- _About this exercise_: In the entries below, count the lines holding "endpoint". Reply with the number only.

START Exercise materials

//! Pretrained model catalog.
//!
//! Maps the logical model names offered to users onto the HuggingFace
//! repositories that publish their weights, and onto the backbone each
//! checkpoint was trained with.

use core::{fmt, str::FromStr};

use crate::error::WeightError;

/// Owner of every published BiRefNet checkpoint on HuggingFace.
pub const DEFAULT_REPO_OWNER: &str = "ZhengPeng7";

/// File name of the weights inside each HuggingFace repository.
pub const REMOTE_WEIGHTS_FILE: &str = "model.safetensors";

/// Extension used for weights stored in the local model folder.
pub const LOCAL_WEIGHTS_EXTENSION: &str = "safetensors";

/// Backbone networks known to BiRefNet, in configuration-index order.
#[derive(Debug, Clone, Copy, PartialEq, Eq, Hash)]
pub enum Backbone {
    Vgg16,
    Vgg16bn,
    Resnet50,
    SwinV1T,
    SwinV1S,
    SwinV1B,
    SwinV1L,
    PvtV2B0,
    PvtV2B1,
    PvtV2B2,
    PvtV2B5,
}

impl Backbone {
    pub const ALL: [Self; 11] = [
        Self::Vgg16,
        Self::Vgg16bn,
        Self::Resnet50,
        Self::SwinV1T,
        Self::SwinV1S,
        Self::SwinV1B,
        Self::SwinV1L,
        Self::PvtV2B0,
        Self::PvtV2B1,
        Self::PvtV2B2,
        Self::PvtV2B5,
    ];

    /// Position of this backbone in the configuration list.
    pub const fn index(self) -> usize {
        self as usize
    }

    pub fn from_index(index: usize) -> Option<Self> {
        Self::ALL.get(index).copied()
    }

    pub const fn as_str(self) -> &'static str {
        match self {
            Self::Vgg16 => "vgg16",
            Self::Vgg16bn => "vgg16bn",
            Self::Resnet50 => "resnet50",
            Self::SwinV1T => "swin_v1_t",
            Self::SwinV1S => "swin_v1_s",
            Self::SwinV1B => "swin_v1_b",
            Self::SwinV1L => "swin_v1_l",
            Self::PvtV2B0 => "pvt_v2_b0",
            Self::PvtV2B1 => "pvt_v2_b1",
            Self::PvtV2B2 => "pvt_v2_b2",
            Self::PvtV2B5 => "pvt_v2_b5",
        }
    }
}

impl fmt::Display for Backbone {
    fn fmt(&self, f: &mut fmt::Formatter<'_>) -> fmt::Result {
        f.write_str(self.as_str())
    }
}

/// Logical names of the pretrained checkpoints that can be downloaded.
#[derive(Debug, Clone, Copy, PartialEq, Eq, Hash)]
pub enum ModelName {
    General,
    GeneralLite,
    Portrait,
    Dis,
    Hrsod,
    Cod,
    DisTrTes,
}

impl ModelName {
    /// Every name, in the order offered to users.
    pub const ALL: [Self; 7] = [
        Self::General,
        Self::GeneralLite,
        Self::Portrait,
        Self::Dis,
        Self::Hrsod,
        Self::Cod,
        Self::DisTrTes,
    ];

    pub const fn as_str(self) -> &'static str {
        match self {
            Self::General => "General",
            Self::GeneralLite => "General-Lite",
            Self::Portrait => "Portrait",
            Self::Dis => "DIS",
            Self::Hrsod => "HRSOD",
            Self::Cod => "COD",
            Self::DisTrTes => "DIS-TR_TEs",
        }
    }

    /// HuggingFace repository holding this checkpoint.
    pub const fn weights_repo(self) -> &'static str {
        match self {
            Self::General => "BiRefNet",
            Self::GeneralLite => "BiRefNet_T",
            Self::Portrait => "BiRefNet-portrait",
            Self::Dis => "BiRefNet-DIS5K",
            Self::Hrsod => "BiRefNet-HRSOD",
            Self::Cod => "BiRefNet-COD",
            Self::DisTrTes => "BiRefNet-DIS5K-TR_TEs",
        }
    }

    /// Backbone the checkpoint was trained with.
    pub const fn backbone(self) -> Backbone {
        match self {
            Self::GeneralLite => Backbone::SwinV1T,
            _ => Backbone::SwinV1L,
        }
    }

    /// File name of this checkpoint inside the local model folder.
    pub fn weights_file_name(self) -> String {
        format!("{}.{LOCAL_WEIGHTS_EXTENSION}", self.as_str())
    }

    /// Download URL of this checkpoint below `endpoint`.
    pub fn weights_url(self, endpoint: &str, owner: &str) -> String {
        format!(
            "{}/{owner}/{}/resolve/main/{REMOTE_WEIGHTS_FILE}",
            endpoint.trim_end_matches('/'),
            self.weights_repo()
        )
    }

    pub fn available_names() -> String {
        Self::ALL.map(Self::as_str).join(", ")
    }
}

impl FromStr for ModelName {
    type Err = WeightError;

    fn from_str(s: &str) -> Result<Self, Self::Err> {
        Self::ALL
            .into_iter()
            .find(|name| name.as_str() == s)
            .ok_or_else(|| WeightError::UnknownModel {
                model_name: s.to_owned(),
                available_models: Self::available_names(),
            })
    }
}

impl fmt::Display for ModelName {
    fn fmt(&self, f: &mut fmt::Formatter<'_>) -> fmt::Result {
        f.write_str(self.as_str())
    }
}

END Exercise materials

- _Solution for this exercise_: 3